## Goal of the exercise
Check every line below, and copy those that include "attaches".

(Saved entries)

********************

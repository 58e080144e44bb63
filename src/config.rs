use anyhow::{bail, Context, Result};
use serde::Deserialize;
use std::path::Path;

#[derive(Debug, Deserialize, Clone, Default)]
pub struct Config {
    #[serde(default)]
    pub hubspot: HubspotConfig,
    #[serde(default)]
    pub santral: SantralConfig,
    #[serde(default)]
    pub sync: SyncConfig,
}

#[derive(Debug, Deserialize, Clone)]
pub struct HubspotConfig {
    #[serde(default = "default_hubspot_base_url")]
    pub base_url: String,
    /// Environment variable holding the private-app access token.
    #[serde(default = "default_hubspot_token_env")]
    pub token_env: String,
    #[serde(default = "default_timeout_secs")]
    pub timeout_secs: u64,
    /// Pause before each contact-search variant, to stay under the CRM's
    /// request-rate ceiling.
    #[serde(default = "default_search_delay_ms")]
    pub search_delay_ms: u64,
    #[serde(default = "default_association_batch_size")]
    pub association_batch_size: usize,
    /// Appended to call titles and used as the note heading.
    #[serde(default = "default_source_label")]
    pub source_label: String,
}

impl Default for HubspotConfig {
    fn default() -> Self {
        Self {
            base_url: default_hubspot_base_url(),
            token_env: default_hubspot_token_env(),
            timeout_secs: default_timeout_secs(),
            search_delay_ms: default_search_delay_ms(),
            association_batch_size: default_association_batch_size(),
            source_label: default_source_label(),
        }
    }
}

fn default_hubspot_base_url() -> String {
    "https://api.hubapi.com".to_string()
}
fn default_hubspot_token_env() -> String {
    "HUBSPOT_ACCESS_TOKEN".to_string()
}
fn default_timeout_secs() -> u64 {
    30
}
fn default_search_delay_ms() -> u64 {
    300
}
fn default_association_batch_size() -> usize {
    100
}
fn default_source_label() -> String {
    "Santral".to_string()
}

#[derive(Debug, Deserialize, Clone)]
pub struct SantralConfig {
    #[serde(default = "default_santral_base_url")]
    pub base_url: String,
    #[serde(default = "default_santral_key_env")]
    pub api_key_env: String,
    #[serde(default = "default_timeout_secs")]
    pub timeout_secs: u64,
    #[serde(default = "default_max_requests_per_minute")]
    pub max_requests_per_minute: u32,
    #[serde(default = "default_page_limit")]
    pub page_limit: u32,
}

impl Default for SantralConfig {
    fn default() -> Self {
        Self {
            base_url: default_santral_base_url(),
            api_key_env: default_santral_key_env(),
            timeout_secs: default_timeout_secs(),
            max_requests_per_minute: default_max_requests_per_minute(),
            page_limit: default_page_limit(),
        }
    }
}

fn default_santral_base_url() -> String {
    "https://api.bulutsantralim.com".to_string()
}
fn default_santral_key_env() -> String {
    "SANTRAL_API_KEY".to_string()
}
fn default_max_requests_per_minute() -> u32 {
    5
}
fn default_page_limit() -> u32 {
    100
}

/// Which note a sync run attaches to created calls.
#[derive(Debug, Deserialize, Clone, Copy, PartialEq, Eq, Default)]
#[serde(rename_all = "lowercase")]
pub enum NoteMode {
    /// Built from the call record (queue, wait time, recording flag).
    #[default]
    Record,
    /// Synthesized by the engagement writer, with contact, company, and a
    /// recording link from the recording locator.
    Synthesized,
}

#[derive(Debug, Deserialize, Clone)]
pub struct SyncConfig {
    /// Default look-back when `--from` is omitted.
    #[serde(default = "default_window_hours")]
    pub window_hours: i64,
    #[serde(default)]
    pub note_mode: NoteMode,
}

impl Default for SyncConfig {
    fn default() -> Self {
        Self {
            window_hours: default_window_hours(),
            note_mode: NoteMode::default(),
        }
    }
}

fn default_window_hours() -> i64 {
    24
}

impl Config {
    /// Built-in defaults, for commands that can run without a config file.
    pub fn minimal() -> Self {
        Self::default()
    }
}

impl HubspotConfig {
    pub fn access_token(&self) -> Result<String> {
        std::env::var(&self.token_env)
            .with_context(|| format!("{} environment variable not set", self.token_env))
    }
}

impl SantralConfig {
    pub fn api_key(&self) -> Result<String> {
        std::env::var(&self.api_key_env)
            .with_context(|| format!("{} environment variable not set", self.api_key_env))
    }
}

pub fn load_config(path: &Path) -> Result<Config> {
    let content = std::fs::read_to_string(path)
        .with_context(|| format!("Failed to read config file: {}", path.display()))?;

    let config: Config = toml::from_str(&content).with_context(|| "Failed to parse config file")?;
    validate(&config)?;
    Ok(config)
}

fn validate(config: &Config) -> Result<()> {
    if config.hubspot.base_url.trim().is_empty() {
        bail!("hubspot.base_url must not be empty");
    }
    if config.hubspot.association_batch_size == 0 {
        bail!("hubspot.association_batch_size must be > 0");
    }
    if config.santral.max_requests_per_minute == 0 {
        bail!("santral.max_requests_per_minute must be > 0");
    }
    if config.santral.page_limit == 0 {
        bail!("santral.page_limit must be > 0");
    }
    if config.sync.window_hours <= 0 {
        bail!("sync.window_hours must be > 0");
    }
    Ok(())
}

#[cfg(test)]
mod tests {
    use super::*;

    #[test]
    fn empty_file_uses_defaults() {
        let cfg: Config = toml::from_str("").unwrap();
        assert_eq!(cfg.hubspot.base_url, "https://api.hubapi.com");
        assert_eq!(cfg.hubspot.search_delay_ms, 300);
        assert_eq!(cfg.hubspot.association_batch_size, 100);
        assert_eq!(cfg.santral.max_requests_per_minute, 5);
        assert_eq!(cfg.sync.window_hours, 24);
        assert_eq!(cfg.sync.note_mode, NoteMode::Record);
        validate(&cfg).unwrap();
    }

    #[test]
    fn overrides_and_validation() {
        let cfg: Config = toml::from_str(
            r#"
[hubspot]
source_label = "PBX"
search_delay_ms = 0

[santral]
max_requests_per_minute = 0

[sync]
note_mode = "synthesized"
"#,
        )
        .unwrap();
        assert_eq!(cfg.hubspot.source_label, "PBX");
        assert_eq!(cfg.sync.note_mode, NoteMode::Synthesized);
        let err = validate(&cfg).unwrap_err();
        assert!(err.to_string().contains("max_requests_per_minute"));
    }

    #[test]
    fn load_reports_missing_file() {
        let err = load_config(Path::new("/nonexistent/cdrsync.toml")).unwrap_err();
        assert!(err.to_string().contains("Failed to read config file"));
    }
}
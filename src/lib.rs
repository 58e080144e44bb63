//! # CDR Sync
//!
//! Synchronizes telephony call-detail records into HubSpot as call
//! engagements, linked to the matching contact and its company.
//!
//! ## Architecture
//!
//! ```text
//! ┌─────────────┐   ┌──────────────────────────────┐   ┌──────────┐
//! │ CallFetcher │──▶│ SyncOrchestrator             │──▶│  CrmApi  │
//! │ Santral/JSON│   │ resolve → guard → write →    │   │ HubSpot  │
//! └─────────────┘   │ associate (3-tier fallback)  │   └──────────┘
//!                   └──────────────┬───────────────┘
//!                                  ▼
//!                             SyncStats → summary
//! ```
//!
//! ## Quick Start
//!
//! ```bash
//! export HUBSPOT_ACCESS_TOKEN=... SANTRAL_API_KEY=...
//! cdrsync sources                       # check configuration
//! cdrsync sync                          # last 24 hours
//! cdrsync sync --from 2024-11-05 --to 2024-11-05
//! cdrsync replay calls.json --dry-run   # run saved records offline
//! ```
//!
//! ## Modules
//!
//! | Module | Purpose |
//! |--------|---------|
//! | [`config`] | TOML configuration parsing |
//! | [`resolver`] | Multi-variant contact lookup by phone |
//! | [`guard`] | Duplicate-engagement check by call UUID |
//! | [`engagement`] | Call engagement writer |
//! | [`associations`] | Tiered association pipeline |
//! | [`sync`] | Per-batch orchestration and statistics |
//! | [`hubspot`] | HubSpot REST client |
//! | [`santral`] | Santral call-record and recording client |
//! | [`replay`] | JSON-file call fetcher |
//! | [`error_log`] | Per-client diagnostic error log |

pub mod associations;
pub mod client;
pub mod config;
pub mod engagement;
pub mod error_log;
pub mod guard;
pub mod hubspot;
pub mod progress;
pub mod rate_limit;
pub mod replay;
pub mod resolver;
pub mod santral;
pub mod sources;
pub mod stats;
pub mod sync;
pub mod traits;
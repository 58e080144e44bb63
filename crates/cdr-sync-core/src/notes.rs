//! Call note rendering.
//!
//! Every note carries the provider call UUID on its own line. The CRM has no
//! other field correlating an engagement with the provider call, so the
//! duplicate check searches note bodies for that token.

use chrono::{DateTime, Utc};

use crate::models::CallRecord;
use crate::phone;

/// Inputs for a note synthesized at write time.
#[derive(Debug, Clone)]
pub struct CallNote<'a> {
    pub source_label: &'a str,
    pub call_uuid: &'a str,
    pub from_number: &'a str,
    pub to_number: &'a str,
    /// Contact display name, or the raw destination when no contact matched.
    pub counterpart: &'a str,
    pub company_name: Option<&'a str>,
    pub timestamp_ms: i64,
    pub duration_secs: u64,
    pub status_text: &'a str,
    pub recording_url: Option<&'a str>,
}

impl CallNote<'_> {
    pub fn render(&self) -> String {
        let callee = match self.company_name {
            Some(company) if !company.is_empty() => format!("{} ({})", self.counterpart, company),
            _ => self.counterpart.to_string(),
        };
        let recording = match self.recording_url {
            Some(url) if !url.is_empty() => format!("• Recording: {}", url),
            _ => "• No recording".to_string(),
        };
        format!(
            "{label} Call Details\n\
             \n\
             DETAILS\n\
             --------\n\
             • UUID: {uuid}\n\
             • Caller: {from}\n\
             • Callee: {callee}\n\
             • Recipient number: {to}\n\
             • Start: {start}\n\
             • Duration: {mins} minutes {secs} seconds\n\
             • Status: {status}\n\
             {recording}",
            label = self.source_label,
            uuid = self.call_uuid,
            from = phone::to_display_form(self.from_number),
            callee = callee,
            to = phone::to_display_form(self.to_number),
            start = format_timestamp_ms(self.timestamp_ms),
            mins = self.duration_secs / 60,
            secs = self.duration_secs % 60,
            status = self.status_text,
            recording = recording,
        )
    }
}

/// The note the sync run attaches, built from the record alone.
pub fn record_note(source_label: &str, record: &CallRecord) -> String {
    let queue = record
        .queue
        .as_deref()
        .filter(|q| !q.is_empty())
        .unwrap_or("none");
    let wait = record
        .queue_wait_seconds
        .as_deref()
        .filter(|w| !w.is_empty())
        .unwrap_or("0");
    let recording = if record.has_recording() {
        "• Recording available"
    } else {
        "• No recording"
    };
    format!(
        "{label} Call Record\n\
         \n\
         DETAILS\n\
         --------\n\
         • UUID: {uuid}\n\
         • Start: {start}\n\
         • Duration: {duration}\n\
         • Status: {status}\n\
         • Queue: {queue}\n\
         • Queue wait: {wait} seconds\n\
         {recording}",
        label = source_label,
        uuid = record.uuid,
        start = record.start_stamp,
        duration = record.duration,
        status = record.result,
        queue = queue,
        wait = wait,
        recording = recording,
    )
}

/// Return `notes` unchanged if it already mentions `call_uuid`, otherwise
/// append a UUID line.
pub fn ensure_uuid(notes: &str, call_uuid: &str) -> String {
    if notes.contains(call_uuid) {
        notes.to_string()
    } else {
        format!("{}\n• UUID: {}", notes.trim_end(), call_uuid)
    }
}

fn format_timestamp_ms(ms: i64) -> String {
    DateTime::<Utc>::from_timestamp_millis(ms)
        .map(|dt| dt.format("%Y-%m-%d %H:%M:%S UTC").to_string())
        .unwrap_or_else(|| ms.to_string())
}
//! Per-allocation metadata owned by the registry.

use serde::Serialize;

use crate::site::CallSite;

/// How a tracked block came to exist.
#[derive(Debug, Clone, Copy, PartialEq, Eq, Hash, Serialize)]
#[serde(rename_all = "snake_case")]
pub enum AllocKind {
    /// `malloc`.
    Fresh,
    /// `calloc`.
    Zeroed,
    /// Produced or updated by `realloc`.
    Resized,
}

/// One live allocation.
///
/// `addr` is an identity only; the registry never dereferences it.
#[derive(Debug, Clone, Copy, PartialEq, Eq, Serialize)]
pub struct AllocationRecord {
    pub addr: usize,
    pub size: usize,
    pub site: CallSite,
    pub kind: AllocKind,
}

impl AllocationRecord {
    #[must_use]
    pub const fn new(addr: usize, size: usize, site: CallSite, kind: AllocKind) -> Self {
        Self {
            addr,
            size,
            site,
            kind,
        }
    }
}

********************

## Task result
/// Which note a sync run attaches to created calls.
/// The note the sync run attaches, built from the record alone.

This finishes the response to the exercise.